%%
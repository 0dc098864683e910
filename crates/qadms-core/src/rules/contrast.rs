//! `A11Y_CONTRAST`: every text color must reach WCAG AA (4.5:1) against the
//! worst background color in the set.

use crate::color::{Rgb, contrast_ratio, parse_color};
use crate::rule::{Finding, RuleEvaluation, Severity, ViolationLog, object};
use crate::token::{CanonicalToken, CanonicalTokenModel, TokenGroup};
use serde_json::{Map, Value, json};

pub const RULE_ID: &str = "A11Y_CONTRAST";

pub const CODE_INVALID_TEXT_COLOR: &str = "INVALID_TEXT_COLOR";
pub const CODE_INVALID_BACKGROUND_COLOR: &str = "INVALID_BACKGROUND_COLOR";
pub const CODE_LOW_CONTRAST: &str = "LOW_CONTRAST";

/// WCAG 2.x AA threshold for normal-size text.
pub const WCAG_AA_TEXT_THRESHOLD: f64 = 4.5;
/// Below this ratio a low-contrast pair is escalated to `high`.
pub const HIGH_SEVERITY_THRESHOLD: f64 = 3.0;

pub const TEXT_MARKERS: [&str; 3] = ["text", "foreground", "fg"];
pub const BACKGROUND_MARKERS: [&str; 5] = ["bg", "background", "surface", "canvas", "card"];

const SUPPORTED_FORMATS: [&str; 4] = ["#RRGGBB", "#RGB", "rgb()", "hsl()"];

/// True when a non-leading segment of the lowercased path equals a marker.
fn has_marker(token: &CanonicalToken, markers: &[&str]) -> bool {
    let path = token.path.to_lowercase();
    markers.iter().any(|marker| {
        path.contains(&format!(".{marker}.")) || path.ends_with(&format!(".{marker}"))
    })
}

pub fn is_text_token(token: &CanonicalToken) -> bool {
    has_marker(token, &TEXT_MARKERS)
}

pub fn is_background_token(token: &CanonicalToken) -> bool {
    has_marker(token, &BACKGROUND_MARKERS)
}

fn pair_evidence(
    text: &CanonicalToken,
    background: &CanonicalToken,
    extra: Value,
) -> Map<String, Value> {
    let mut evidence = object(json!({
        "text_path": text.path,
        "text_name": text.name,
        "bg_path": background.path,
        "bg_name": background.name,
    }));
    evidence.extend(object(extra));
    evidence
}

fn format_fix_hint() -> Map<String, Value> {
    object(json!({
        "action": "normalize_color_format",
        "supported_formats": SUPPORTED_FORMATS,
    }))
}

struct WorstPair<'a> {
    ratio: f64,
    background: &'a CanonicalToken,
}

/// Lowest-ratio parsable background for a text color; first wins ties.
fn worst_background<'a>(text: Rgb, backgrounds: &[&'a CanonicalToken]) -> Option<WorstPair<'a>> {
    backgrounds
        .iter()
        .filter_map(|&background| {
            parse_color(&background.value).map(|rgb| WorstPair {
                ratio: contrast_ratio(text, rgb),
                background,
            })
        })
        .fold(None, |worst: Option<WorstPair<'a>>, candidate| match worst {
            Some(current) if current.ratio <= candidate.ratio => Some(current),
            _ => Some(candidate),
        })
}

pub fn evaluate_contrast(model: &CanonicalTokenModel) -> RuleEvaluation {
    let mut log = ViolationLog::new(RULE_ID);

    let colors: Vec<&CanonicalToken> = model.group(TokenGroup::Color).collect();
    let texts: Vec<&CanonicalToken> = colors
        .iter()
        .copied()
        .filter(|t| is_text_token(t))
        .collect();
    let backgrounds: Vec<&CanonicalToken> = colors
        .iter()
        .copied()
        .filter(|t| is_background_token(t))
        .collect();

    let Some(first_background) = backgrounds.first().copied() else {
        return log.finish();
    };

    for text in texts {
        let Some(text_rgb) = parse_color(&text.value) else {
            log.push(Finding {
                code: CODE_INVALID_TEXT_COLOR,
                severity: Severity::Medium,
                title: "Unparseable Text Color",
                description: "Text color token format is not supported for contrast checks.",
                evidence: pair_evidence(
                    text,
                    first_background,
                    json!({"raw_text_value": text.value}),
                ),
                fix_hint: format_fix_hint(),
            });
            continue;
        };

        let Some(worst) = worst_background(text_rgb, &backgrounds) else {
            let candidates: Vec<&str> = backgrounds.iter().map(|b| b.path.as_str()).collect();
            log.push(Finding {
                code: CODE_INVALID_BACKGROUND_COLOR,
                severity: Severity::Medium,
                title: "No Parseable Background Color",
                description: "Background tokens were found, but none could be parsed for contrast checks.",
                evidence: pair_evidence(
                    text,
                    first_background,
                    json!({"candidate_backgrounds": candidates}),
                ),
                fix_hint: format_fix_hint(),
            });
            continue;
        };

        if worst.ratio < WCAG_AA_TEXT_THRESHOLD {
            let severity = if worst.ratio < HIGH_SEVERITY_THRESHOLD {
                Severity::High
            } else {
                Severity::Medium
            };
            log.push(Finding {
                code: CODE_LOW_CONTRAST,
                severity,
                title: "Text/Background Contrast Below WCAG AA",
                description: "Contrast ratio is below the 4.5:1 threshold for normal text.",
                evidence: pair_evidence(
                    text,
                    worst.background,
                    json!({
                        "text_value": text.value,
                        "bg_value": worst.background.value,
                        "contrast_ratio": worst.ratio,
                        "required_ratio": WCAG_AA_TEXT_THRESHOLD,
                    }),
                ),
                fix_hint: object(json!({
                    "action": "increase_contrast",
                    "required_ratio": WCAG_AA_TEXT_THRESHOLD,
                    "suggestion": "Adjust text or background token values to increase luminance difference.",
                })),
            });
        }
    }

    log.finish()
}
%%
[What is needed] Once the line containing "let severity = if" is found in the listing above, set down that line and every line after it, exactly.

[Exercise answer]
            let severity = if worst.ratio < HIGH_SEVERITY_THRESHOLD {
                Severity::High
            } else {
                Severity::Medium
            };
            log.push(Finding {
                code: CODE_LOW_CONTRAST,
                severity,
                title: "Text/Background Contrast Below WCAG AA",
                description: "Contrast ratio is below the 4.5:1 threshold for normal text.",
                evidence: pair_evidence(
                    text,
                    worst.background,
                    json!({
                        "text_value": text.value,
                        "bg_value": worst.background.value,
                        "contrast_ratio": worst.ratio,
                        "required_ratio": WCAG_AA_TEXT_THRESHOLD,
                    }),
                ),
                fix_hint: object(json!({
                    "action": "increase_contrast",
                    "required_ratio": WCAG_AA_TEXT_THRESHOLD,
                    "suggestion": "Adjust text or background token values to increase luminance difference.",
                })),
            });
        }
    }

    log.finish()
}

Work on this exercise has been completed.